Le flic se lève et laisse sa carrure bourrue et presque surannée se détacher du décor pour lentement se rapprocher de toi. Le silence s’épaissit avec la tension qui monte. Tes épaules te démangent et tes doigts se crispent. Si ton esprit est incapable de gérer les événements, alors ton corps prendra fatalement le relai, mais ses habitudes n’ont pas changé en huit ans. Depuis que vous vous êtes quittés, tu ne supportes toujours pas que l’on te touche, et il a pu l’apprendre à ses frais. Une main calleuse posée sur une de tes épaules, et c’est l’une des tiennes, frêles et contusionnées, qui s’abat contre sa joue, et c’est un souvenir de plus à ajouter à la longue liste des créateurs de regrets. Pourtant, s’il avait fait le même geste aujourd’hui, tu aurais eu exactement la même réponse, et dans ce sens tu lui es extrêmement reconnaissante d’avoir gardé ses mains dans ses poches.
 
Tu hais les retrouvailles. Tu hais de voir ressurgir de sous le tapis tous les troubles que tu y avais cachés en espérant qu’ils disparaitraient si la poussière n’était pas agitée pendant assez longtemps. Tu hais qu’il soit désolé et tu hais la contrainte que tu sens peser sur tes épaules à t’interdire de choisir la facilité.
Et ce que Connor vient de dire ne rend pas les choses plus faciles, bien au contraire. Tenir à toi ? Tu sens ta poitrine se soulever dans une grande inspiration, comme si tu faisais de la place dans tes poumons pour toutes les émotions qui allaient déferler d’ici à ce que tu saisisses le sens de ces mots. Tu te mords la lèvre pour sceller ta boucher et qu’aucune d’elles ne s’échappe.
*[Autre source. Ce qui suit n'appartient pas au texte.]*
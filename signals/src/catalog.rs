use crate::sampling::TimeGrid;

/// A named pure function of time. The gallery's catalog is fixed at the
/// five entries returned by [`catalog`], in display order.
#[derive(Clone, Copy)]
pub struct Signal {
    pub name: &'static str,
    f: fn(f64) -> f64,
}

impl Signal {
    pub fn eval(&self, t: f64) -> f64 {
        (self.f)(t)
    }

    /// Evaluate the signal pointwise over the whole grid.
    pub fn sample(&self, grid: &TimeGrid) -> Vec<f64> {
        grid.iter().map(self.f).collect()
    }
}

/// 1 on the open interval (-0.5, 0.5), 0 everywhere else. The boundaries
/// themselves map to 0.
pub fn top_hat(t: f64) -> f64 {
    if t > -0.5 && t < 0.5 {
        1.0
    } else {
        0.0
    }
}

pub fn gaussian(t: f64) -> f64 {
    (-t * t).exp()
}

/// sin(t)/t, with the removable singularity at t = 0 taking its analytic
/// limit 1 rather than the NaN a literal division would produce.
pub fn sinc(t: f64) -> f64 {
    if t == 0.0 {
        1.0
    } else {
        t.sin() / t
    }
}

/// exp(-t)·cos(t) for t > 0, zero otherwise. The inequality is strict, so
/// t = 0 maps to 0.
pub fn damped_cosine(t: f64) -> f64 {
    if t > 0.0 {
        (-t).exp() * t.cos()
    } else {
        0.0
    }
}

pub fn cosine(t: f64) -> f64 {
    t.cos()
}

/// The fixed ordered signal catalog.
pub fn catalog() -> [Signal; 5] {
    [
        Signal {
            name: "top_hat",
            f: top_hat,
        },
        Signal {
            name: "gaussian",
            f: gaussian,
        },
        Signal {
            name: "sinc",
            f: sinc,
        },
        Signal {
            name: "damped_cosine",
            f: damped_cosine,
        },
        Signal {
            name: "cosine",
            f: cosine,
        },
    ]
}
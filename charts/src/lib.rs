use plotters::coord::Shift;
use plotters::prelude::*;

use signals::pipeline::PlotCell;

/// Draw every cell into an evenly split rows×cols grid on `root`. Cells
/// address sub-areas in row-major order, matching their (row, col) fields.
pub fn render_gallery<DB: DrawingBackend>(
    root: &DrawingArea<DB, Shift>,
    rows: usize,
    cols: usize,
    cells: &[PlotCell],
) -> Result<(), DrawingAreaErrorKind<DB::ErrorType>> {
    let areas = root.split_evenly((rows, cols));
    for cell in cells {
        build_cell_chart(ChartBuilder::on(&areas[cell.row * cols + cell.col]), cell)?;
    }
    Ok(())
}

/// Draw a single cell: a captioned cartesian chart with one line series.
/// The x range honours the cell's window if set, otherwise spans the data.
pub fn build_cell_chart<DB: DrawingBackend>(
    mut builder: ChartBuilder<DB>,
    cell: &PlotCell,
) -> Result<(), DrawingAreaErrorKind<DB::ErrorType>> {
    let (x_min, x_max) = match cell.x_window {
        Some(window) => window,
        None => data_range(&cell.x),
    };
    let (y_min, y_max) = padded(data_range(&cell.y));

    let mut chart = builder
        .margin(10)
        .caption(&cell.title, ("sans-serif", 20))
        .x_label_area_size(30)
        .y_label_area_size(40)
        .build_cartesian_2d(x_min..x_max, y_min..y_max)?;

    chart
        .configure_mesh()
        .x_max_light_lines(0)
        .y_max_light_lines(0)
        .draw()?;

    chart.draw_series(LineSeries::new(
        cell.x.iter().copied().zip(cell.y.iter().copied()),
        &RED,
    ))?;

    Ok(())
}

fn data_range(values: &[f64]) -> (f64, f64) {
    values
        .iter()
        .fold((f64::INFINITY, f64::NEG_INFINITY), |(lo, hi), &v| {
            (lo.min(v), hi.max(v))
        })
}

/// Widen a range slightly so flat series still get a visible band.
fn padded((lo, hi): (f64, f64)) -> (f64, f64) {
    let span = hi - lo;
    if span > 0.0 {
        (lo - 0.05 * span, hi + 0.05 * span)
    } else {
        (lo - 1.0, hi + 1.0)
    }
}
Ton regard, lui, se fait plus dur, chargé du reproche de compliqué à un point impossible cette discussion qui n’aurait jamais dû agiter l’air de ce bar.
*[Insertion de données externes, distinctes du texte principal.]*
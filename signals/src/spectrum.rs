use std::sync::Arc;

use num_complex::Complex;
use rustfft::{Fft, FftPlanner};

/// Swap the two halves of a sequence so the middle sample lands at index
/// 0. For even lengths this is an exact halves swap and its own inverse;
/// odd lengths split at (n+1)/2.
pub fn fftshift<T: Copy>(input: &[T]) -> Vec<T> {
    let split = (input.len() + 1) / 2;
    let mut output = Vec::with_capacity(input.len());
    output.extend_from_slice(&input[split..]);
    output.extend_from_slice(&input[..split]);
    output
}

/// Frequency bins in transform output order, `[0, 1, …, n/2−1, −n/2, …,
/// −1]` scaled by `1/(n·time_step)`. The axis only depends on the sampling
/// parameters, so one run computes it once and shares it across signals.
pub fn frequency_axis(n: usize, time_step: f64) -> Vec<f64> {
    let scale = 1.0 / (n as f64 * time_step);
    let split = (n + 1) / 2;
    (0..n)
        .map(|i| {
            let bin = if i < split {
                i as f64
            } else {
                i as f64 - n as f64
            };
            bin * scale
        })
        .collect()
}

/// Plans a forward FFT of a fixed length once and applies it to amplitude
/// sequences, zero-centering each sequence before transforming.
pub struct SpectrumAnalyzer {
    fft: Arc<dyn Fft<f64>>,
}

impl SpectrumAnalyzer {
    pub fn new(len: usize) -> SpectrumAnalyzer {
        SpectrumAnalyzer {
            // nb: reusing the planner is recommended if a lot of these are
            // going to get constructed.
            fft: FftPlanner::new().plan_fft_forward(len),
        }
    }

    pub fn analyze(&self, amplitude: &[f64]) -> Spectrum {
        assert!(amplitude.len() == self.fft.len());
        let mut buf: Vec<Complex<f64>> = fftshift(amplitude)
            .into_iter()
            .map(|y| Complex { re: y, im: 0.0 })
            .collect();
        self.fft.process(&mut buf);
        Spectrum(buf)
    }
}

/// The complex transform of one amplitude sequence, index-aligned with the
/// axis from [`frequency_axis`].
#[derive(Clone, Debug, PartialEq)]
pub struct Spectrum(pub Vec<Complex<f64>>);

impl Spectrum {
    pub fn len(&self) -> usize {
        self.0.len()
    }

    pub fn is_empty(&self) -> bool {
        self.0.is_empty()
    }

    /// Real parts; the view the gallery plots.
    pub fn real(&self) -> Vec<f64> {
        self.0.iter().map(|y| y.re).collect()
    }

    pub fn magnitudes(&self) -> Vec<f64> {
        self.0.iter().map(|y| y.norm()).collect()
    }
}

#[cfg(test)]
mod tests {
    use std::f64::consts::PI;

    use super::*;
    use crate::catalog::cosine;
    use crate::sampling::SamplingConfig;

    #[test]
    fn fftshift_swaps_halves() {
        assert_eq!(
            fftshift(&[1.0, 2.0, 3.0, 4.0, 5.0, 6.0]),
            vec![4.0, 5.0, 6.0, 1.0, 2.0, 3.0]
        );
    }

    #[test]
    fn fftshift_handles_odd_length() {
        assert_eq!(fftshift(&[1, 2, 3, 4, 5]), vec![4, 5, 1, 2, 3]);
    }

    #[test]
    fn fftshift_is_self_inverse_for_even_length() {
        let original: Vec<f64> = (0..64).map(|i| (i as f64).sin()).collect();
        assert_eq!(fftshift(&fftshift(&original)), original);
    }

    #[test]
    fn frequency_axis_bin_ordering() {
        // n = 8, dt = 0.25 → scale = 1/2, bins [0..3, -4..-1]
        assert_eq!(
            frequency_axis(8, 0.25),
            vec![0.0, 0.5, 1.0, 1.5, -2.0, -1.5, -1.0, -0.5]
        );
    }

    #[test]
    fn analyzer_preserves_length() {
        let analyzer = SpectrumAnalyzer::new(16);
        let spectrum = analyzer.analyze(&[1.0; 16]);
        assert_eq!(spectrum.len(), 16);
    }

    #[test]
    fn cosine_spectrum_has_symmetric_peaks() {
        // Sample cos(t) over a window long enough to hold ~20 cycles, then
        // check the transform concentrates at ±1/(2π) Hz.
        let config = SamplingConfig {
            time_bound: 64.0,
            steps: 2048,
        };
        let grid = config.grid();
        let amplitude: Vec<f64> = grid.iter().map(cosine).collect();

        let analyzer = SpectrumAnalyzer::new(config.steps);
        let magnitudes = analyzer.analyze(&amplitude).magnitudes();
        let frequencies = frequency_axis(config.steps, config.grid_spacing());

        // dominant bin over the positive-frequency half (skip DC)
        let (peak, peak_magnitude) = magnitudes
            .iter()
            .copied()
            .enumerate()
            .take(config.steps / 2)
            .skip(1)
            .max_by(|a, b| a.1.partial_cmp(&b.1).unwrap())
            .unwrap();

        let expected = 1.0 / (2.0 * PI);
        let bin_width = 1.0 / (config.steps as f64 * config.grid_spacing());
        assert!(
            (frequencies[peak] - expected).abs() <= 2.0 * bin_width,
            "peak at {} Hz, expected {} Hz",
            frequencies[peak],
            expected
        );

        // real input: mirrored negative-frequency peak of equal magnitude
        assert_relative_eq!(
            peak_magnitude,
            magnitudes[config.steps - peak],
            max_relative = 1e-9
        );

        // energy away from the two peaks stays small
        let mut sorted = magnitudes.clone();
        sorted.sort_by(|a, b| a.partial_cmp(b).unwrap());
        let median = sorted[sorted.len() / 2];
        assert!(
            peak_magnitude > 20.0 * median,
            "peak {} not dominant over median {}",
            peak_magnitude,
            median
        );
    }
}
Ta mâchoire se tend, devient douloureuse. Tu fais tout pour qu’elle ne tremble pas. Tu invoques toutes les forces qu’il te reste encore aujourd’hui après ta démission pour ne pas réagir et rester de marbre alors que tu es à bout de forces. La soirée ne veut simplement pas finir.
 
Finalement, un numéro griffonné sur un morceau de carton, et comme une impression de déjà-vu. La dernière fois que tu as reçu un numéro de téléphone écrit à la va-vite sur un morceau de papier, les choses ne se sont pas si mal soldées par la suite, alors pourquoi ne pas retenter l’expérience ? Pour une multitude de raisons différentes qui te paraissent si évidentes que tu es incapable d’en nommer une seule.
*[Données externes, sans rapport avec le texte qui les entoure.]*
//! Canonical store and review shapes.
//!
//! [`ReviewRecord`] is the flat row persisted to the output file. Every row
//! carries a full copy of its store's attributes as they were at collection
//! time, so downstream consumers never need a lookup.

use chrono::NaiveDate;
use serde::{Deserialize, Serialize};

use crate::zone::Zone;

/// A validated coordinate pair.
///
/// `(0, 0)` is reserved as the "unknown location" sentinel in the flat output
/// and is therefore never a valid `GeoPoint`.
#[derive(Debug, Clone, Copy, PartialEq, Serialize, Deserialize)]
pub struct GeoPoint {
    pub lat: f64,
    pub lng: f64,
}

impl GeoPoint {
    /// Returns `None` unless both components are finite, in range, and not
    /// the `(0, 0)` sentinel.
    #[must_use]
    pub fn new(lat: f64, lng: f64) -> Option<Self> {
        let in_range = lat.is_finite()
            && lng.is_finite()
            && (-90.0..=90.0).contains(&lat)
            && (-180.0..=180.0).contains(&lng);
        #[allow(clippy::float_cmp)]
        let is_sentinel = lat == 0.0 && lng == 0.0;
        (in_range && !is_sentinel).then_some(Self { lat, lng })
    }
}

/// A physical store with its derived geography.
#[derive(Debug, Clone, PartialEq)]
pub struct Store {
    pub id: String,
    pub name: String,
    pub address: String,
    pub location: Option<GeoPoint>,
    /// Best-effort; empty when no city could be derived.
    pub city: String,
    pub region: String,
    pub zone: Zone,
}

/// Review content after validation, before it is bound to a store and id.
#[derive(Debug, Clone, PartialEq)]
pub struct ReviewContent {
    pub text: String,
    pub rating: u8,
    pub date: Option<NaiveDate>,
    pub reviewer_name: String,
}

/// One row of the canonical output file.
#[derive(Debug, Clone, PartialEq, Serialize, Deserialize)]
pub struct ReviewRecord {
    pub review_id: String,
    pub review_text: String,
    pub rating: u8,
    /// `YYYY-MM-DD`, or empty when the source gave no usable date.
    pub date: String,
    pub reviewer_name: String,
    #[serde(default)]
    pub store_id: String,
    pub store_name: String,
    pub address: String,
    pub city: String,
    pub zone: Zone,
    pub region: String,
    pub latitude: f64,
    pub longitude: f64,
    pub source: String,
    /// Work unit that produced this row; the resume signal.
    #[serde(default)]
    pub search_area: String,
}

impl ReviewRecord {
    /// Bind validated review content to its store, denormalizing the store's
    /// attributes onto the row.
    #[must_use]
    pub fn new(
        review_id: String,
        content: ReviewContent,
        store: &Store,
        source: &str,
        search_area: &str,
    ) -> Self {
        let (latitude, longitude) = store.location.map_or((0.0, 0.0), |p| (p.lat, p.lng));
        Self {
            review_id,
            review_text: content.text,
            rating: content.rating,
            date: content
                .date
                .map(|d| d.format("%Y-%m-%d").to_string())
                .unwrap_or_default(),
            reviewer_name: content.reviewer_name,
            store_id: store.id.clone(),
            store_name: store.name.clone(),
            address: store.address.clone(),
            city: store.city.clone(),
            zone: store.zone,
            region: store.region.clone(),
            latitude,
            longitude,
            source: source.to_string(),
            search_area: search_area.to_string(),
        }
    }
}

#[cfg(test)]
mod tests {
    use super::*;

    fn store() -> Store {
        Store {
            id: "S00".to_string(),
            name: "Intersport Rivoli".to_string(),
            address: "30 Rue de Rivoli, 75004 Paris".to_string(),
            location: GeoPoint::new(48.8566, 2.3522),
            city: "Paris".to_string(),
            region: "Ile-de-France".to_string(),
            zone: Zone::UrbanCore,
        }
    }

    #[test]
    fn geopoint_rejects_out_of_range_and_sentinel() {
        assert!(GeoPoint::new(48.0, 2.0).is_some());
        assert!(GeoPoint::new(91.0, 2.0).is_none());
        assert!(GeoPoint::new(48.0, -180.5).is_none());
        assert!(GeoPoint::new(0.0, 0.0).is_none());
        assert!(GeoPoint::new(f64::NAN, 2.0).is_none());
    }

    #[test]
    fn record_denormalizes_store_attributes() {
        let content = ReviewContent {
            text: "Tres bon accueil.".to_string(),
            rating: 5,
            date: NaiveDate::from_ymd_opt(2024, 3, 14),
            reviewer_name: "Marie Martin".to_string(),
        };
        let rec = ReviewRecord::new("REV-00001".into(), content, &store(), "simulated", "Paris");
        assert_eq!(rec.store_id, "S00");
        assert_eq!(rec.store_name, "Intersport Rivoli");
        assert_eq!(rec.zone, Zone::UrbanCore);
        assert_eq!(rec.date, "2024-03-14");
        assert_eq!(rec.search_area, "Paris");
        assert_eq!((rec.latitude, rec.longitude), (48.8566, 2.3522));
    }

    #[test]
    fn unknown_location_is_written_as_sentinel() {
        let mut s = store();
        s.location = None;
        let content = ReviewContent {
            text: "Magasin propre.".to_string(),
            rating: 4,
            date: None,
            reviewer_name: "Anonyme".to_string(),
        };
        let rec = ReviewRecord::new("REV-00002".into(), content, &s, "outscraper", "Paris");
        assert_eq!((rec.latitude, rec.longitude), (0.0, 0.0));
        assert!(rec.date.is_empty());
    }
}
Connor passe à côté de toi et après un dernier regard, prend la direction de la sortie. Ton palpitant s’emballe, emporté par un sens de l’urgence apparu à la fois comme un miracle soudain et une condamnation finale. Tu serres le poing, en pleine lutte intérieure, et les mots finissent douloureusement par sortir alors que tu te retournes pour savoir s’il est toujours à portée de ta voix.
 
- Je vois un psy, maintenant..! Ça.. ça m’aide à aller mieux..
 
L’éternelle question demeure : pourquoi ? Pourquoi lui avoir dit ça ? Pourquoi ça et pas autre chose ? Pourquoi ça et pas rien ? Peut-être parce que c’est sans doute la nouvelle à ton sujet qui pourrait lui faire le plus plaisir. Qui sait.